Feds: Boston Marathon Suspect Had Bomb-Making Instructions, Jihad Literature Available Online
What Dzhokhar Tsarnaev needed to learn to make explosives with a pressure cooker was at his fingertips in jihadist files on the Internet, according to a federal indictment accusing him of carrying out the bombings at the Boston Marathon that killed three people and injured dozens more.
Investigators have been trying to determine whether Tsarnaev’s older brother, Tamerlan, who was killed while the two were on the run after the bombings, was influenced or trained by Islamic militants during a trip overseas. But the indictment released Thursday against 19-year-old Dzhokhar makes no mention of any overseas influence.
Before the attack, according to the indictment, he downloaded the summer 2010 issue of Inspire, an online English-language magazine published by al-Qaida. The issue detailed how to make bombs from pressure cookers, explosive powder extracted from fireworks and lethal shrapnel.
He also downloaded extremist Muslim literature, including “Defense of the Muslim Lands, the First Obligation After Imam,” which advocates “violence designed to terrorize the perceived enemies of Islam,” the indictment said. The article was written by the late Abdullah Azzam, whose legacy has inspired terrorist attacks in the Middle East.

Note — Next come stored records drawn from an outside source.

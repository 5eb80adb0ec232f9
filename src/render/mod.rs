//! GPU rendering tier
//!
//! Owns the wgpu context, the signature-keyed resource cache, the watch
//! model, and the forward PBR + composite pipelines. [`session`] ties them
//! together into a render loop the orchestrator can start and tear down.

pub mod cache;
pub mod camera;
pub mod context;
pub mod environment;
pub mod geometry;
pub mod material;
pub mod model;
pub mod pipeline;
pub mod post;
pub mod session;
pub mod update;

pub use cache::{ResourceCache, SignatureCache};
pub use context::{GpuContext, OffscreenContext};
pub use session::RenderSession;
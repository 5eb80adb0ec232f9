//! Orbit camera for the product viewport

use bytemuck::{Pod, Zeroable};
use glam::{Mat4, Vec3};

/// Camera orbiting the watch at a fixed target
pub struct OrbitCamera {
    pub target: Vec3,
    /// Orbit distance in model units (millimetres)
    pub distance: f32,
    /// Rotation around Y, radians
    pub yaw: f32,
    /// Elevation, radians, clamped to avoid pole flip
    pub pitch: f32,
    pub fovy: f32,
    pub aspect: f32,
    pub znear: f32,
    pub zfar: f32,
}

impl OrbitCamera {
    pub const MIN_DISTANCE: f32 = 40.0;
    pub const MAX_DISTANCE: f32 = 160.0;

    pub fn new(aspect: f32) -> Self {
        Self {
            target: Vec3::ZERO,
            distance: 90.0,
            yaw: 0.6,
            pitch: 0.5,
            fovy: 35f32.to_radians(),
            aspect,
            znear: 1.0,
            zfar: 500.0,
        }
    }

    /// Eye position derived from yaw/pitch/distance
    pub fn position(&self) -> Vec3 {
        let (sin_yaw, cos_yaw) = self.yaw.sin_cos();
        let (sin_pitch, cos_pitch) = self.pitch.sin_cos();
        self.target
            + Vec3::new(
                self.distance * cos_pitch * sin_yaw,
                self.distance * sin_pitch,
                self.distance * cos_pitch * cos_yaw,
            )
    }

    pub fn view_matrix(&self) -> Mat4 {
        Mat4::look_at_rh(self.position(), self.target, Vec3::Y)
    }

    pub fn projection_matrix(&self) -> Mat4 {
        Mat4::perspective_rh(self.fovy, self.aspect.max(0.01), self.znear, self.zfar)
    }

    pub fn view_projection(&self) -> Mat4 {
        self.projection_matrix() * self.view_matrix()
    }

    pub fn set_aspect(&mut self, width: u32, height: u32) {
        if height > 0 {
            self.aspect = width as f32 / height as f32;
        }
    }
}

/// Drag/wheel controller with fixed sensitivity
pub struct OrbitController {
    /// Radians per pixel of drag
    pub sensitivity: f32,
    /// Distance change per wheel line
    pub zoom_step: f32,
}

impl OrbitController {
    pub fn new() -> Self {
        Self {
            sensitivity: 0.008,
            zoom_step: 6.0,
        }
    }

    /// Apply this frame's drag and wheel deltas
    pub fn update(&self, camera: &mut OrbitCamera, drag: (f32, f32), wheel: f32) {
        camera.yaw -= drag.0 * self.sensitivity;
        camera.pitch = (camera.pitch + drag.1 * self.sensitivity).clamp(-1.4, 1.4);
        camera.distance = (camera.distance - wheel * self.zoom_step)
            .clamp(OrbitCamera::MIN_DISTANCE, OrbitCamera::MAX_DISTANCE);
    }
}

impl Default for OrbitController {
    fn default() -> Self {
        Self::new()
    }
}

/// Shader-side camera block
#[repr(C)]
#[derive(Clone, Copy, Debug, Pod, Zeroable)]
pub struct CameraUniform {
    pub view_proj: [[f32; 4]; 4],
    pub camera_pos: [f32; 4],
}

impl CameraUniform {
    pub fn from_camera(camera: &OrbitCamera) -> Self {
        Self {
            view_proj: camera.view_projection().to_cols_array_2d(),
            camera_pos: camera.position().extend(1.0).to_array(),
        }
    }
}

#[cfg(test)]
mod tests {
    use super::*;

    #[test]
    fn test_pitch_clamped() {
        let mut camera = OrbitCamera::new(1.0);
        let controller = OrbitController::new();
        controller.update(&mut camera, (0.0, 100000.0), 0.0);
        assert!(camera.pitch <= 1.4);
        controller.update(&mut camera, (0.0, -200000.0), 0.0);
        assert!(camera.pitch >= -1.4);
    }

    #[test]
    fn test_zoom_clamped() {
        let mut camera = OrbitCamera::new(1.0);
        let controller = OrbitController::new();
        controller.update(&mut camera, (0.0, 0.0), 1000.0);
        assert_eq!(camera.distance, OrbitCamera::MIN_DISTANCE);
        controller.update(&mut camera, (0.0, 0.0), -1000.0);
        assert_eq!(camera.distance, OrbitCamera::MAX_DISTANCE);
    }

    #[test]
    fn test_position_respects_distance() {
        let camera = OrbitCamera::new(1.0);
        let eye = camera.position();
        assert!((eye.distance(camera.target) - camera.distance).abs() < 1e-3);
    }
}
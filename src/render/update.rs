//! Trailing-edge throttling of configuration updates
//!
//! Rapid option changes from the host arrive faster than a scene rebuild is
//! worth doing. The throttle coalesces them: at most one apply per window,
//! and the value applied is always the most recent one submitted — never a
//! stale intermediate.

use std::time::{Duration, Instant};

use crate::config::ProductConfiguration;

/// Minimum spacing between applied updates
pub const THROTTLE_WINDOW: Duration = Duration::from_millis(100);

/// Trailing-edge update throttle
///
/// Time is injected so behavior is testable without sleeping.
pub struct UpdateThrottle {
    window: Duration,
    last_applied_at: Option<Instant>,
    pending: Option<ProductConfiguration>,
}

impl UpdateThrottle {
    pub fn new() -> Self {
        Self::with_window(THROTTLE_WINDOW)
    }

    pub fn with_window(window: Duration) -> Self {
        Self {
            window,
            last_applied_at: None,
            pending: None,
        }
    }

    /// Record a new configuration; later submissions in the same window
    /// overwrite earlier ones
    pub fn submit(&mut self, config: ProductConfiguration) {
        self.pending = Some(config);
    }

    /// Take the configuration to apply now, if the window has elapsed
    ///
    /// Returns `None` while throttled or when nothing is pending. The first
    /// submission ever is applied immediately.
    pub fn poll(&mut self, now: Instant) -> Option<ProductConfiguration> {
        self.pending.as_ref()?;

        let ready = match self.last_applied_at {
            None => true,
            Some(last) => now.duration_since(last) >= self.window,
        };
        if !ready {
            return None;
        }

        self.last_applied_at = Some(now);
        self.pending.take()
    }

    /// Whether an update is waiting for the window to elapse
    pub fn has_pending(&self) -> bool {
        self.pending.is_some()
    }
}

impl Default for UpdateThrottle {
    fn default() -> Self {
        Self::new()
    }
}

#[cfg(test)]
mod tests {
    use super::*;
    use crate::config::{DialColor, StrapColor};

    fn config_with_dial(color: DialColor) -> ProductConfiguration {
        ProductConfiguration { dial_color: color, ..Default::default() }
    }

    #[test]
    fn test_first_submission_applies_immediately() {
        let mut throttle = UpdateThrottle::new();
        let now = Instant::now();

        throttle.submit(config_with_dial(DialColor::Blue));
        assert_eq!(throttle.poll(now), Some(config_with_dial(DialColor::Blue)));
        assert!(!throttle.has_pending());
    }

    #[test]
    fn test_burst_collapses_to_last_value() {
        let mut throttle = UpdateThrottle::new();
        let start = Instant::now();

        throttle.submit(config_with_dial(DialColor::Blue));
        assert!(throttle.poll(start).is_some());

        // Burst inside the window: three submissions, zero applies
        throttle.submit(config_with_dial(DialColor::Green));
        throttle.submit(config_with_dial(DialColor::White));
        throttle.submit(config_with_dial(DialColor::Champagne));
        assert_eq!(throttle.poll(start + Duration::from_millis(30)), None);
        assert_eq!(throttle.poll(start + Duration::from_millis(60)), None);

        // Window elapses: exactly one apply, with the last value
        let applied = throttle.poll(start + Duration::from_millis(120));
        assert_eq!(applied, Some(config_with_dial(DialColor::Champagne)));

        // Nothing left over
        assert_eq!(throttle.poll(start + Duration::from_millis(300)), None);
    }

    #[test]
    fn test_spaced_updates_all_apply_in_order() {
        let mut throttle = UpdateThrottle::new();
        let start = Instant::now();

        throttle.submit(config_with_dial(DialColor::Blue));
        assert_eq!(
            throttle.poll(start).map(|c| c.dial_color),
            Some(DialColor::Blue)
        );

        throttle.submit(config_with_dial(DialColor::Green));
        assert_eq!(
            throttle.poll(start + Duration::from_millis(150)).map(|c| c.dial_color),
            Some(DialColor::Green)
        );

        throttle.submit(config_with_dial(DialColor::White));
        assert_eq!(
            throttle.poll(start + Duration::from_millis(300)).map(|c| c.dial_color),
            Some(DialColor::White)
        );
    }

    #[test]
    fn test_poll_without_submission_is_none() {
        let mut throttle = UpdateThrottle::new();
        assert_eq!(throttle.poll(Instant::now()), None);
    }

    #[test]
    fn test_pending_survives_throttled_polls() {
        let mut throttle = UpdateThrottle::new();
        let start = Instant::now();

        throttle.submit(ProductConfiguration::default());
        throttle.poll(start);

        throttle.submit(ProductConfiguration {
            strap_color: StrapColor::Navy,
            ..Default::default()
        });
        assert_eq!(throttle.poll(start + Duration::from_millis(10)), None);
        assert!(throttle.has_pending());
    }
}
//! Core utilities: errors, logging, input tracking, frame timing

pub mod error;
pub mod input;
pub mod logging;
pub mod time;

pub use error::Error;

Another tract downloaded — titled “The Slicing Sword, Against the One Who Forms Allegiances With the Disbelievers and Takes Them as Supporters Instead of Allah, His Messenger and the Believers” — included a foreword by Anwar al-Awlaki, an American propagandist for al-Qaida who was killed in a U.S. drone strike in 2011.
The 30-count indictment provides one of the most detailed public explanations to date of the brothers’ alleged motive — Islamic extremism — and the role the Internet may have played in influencing them.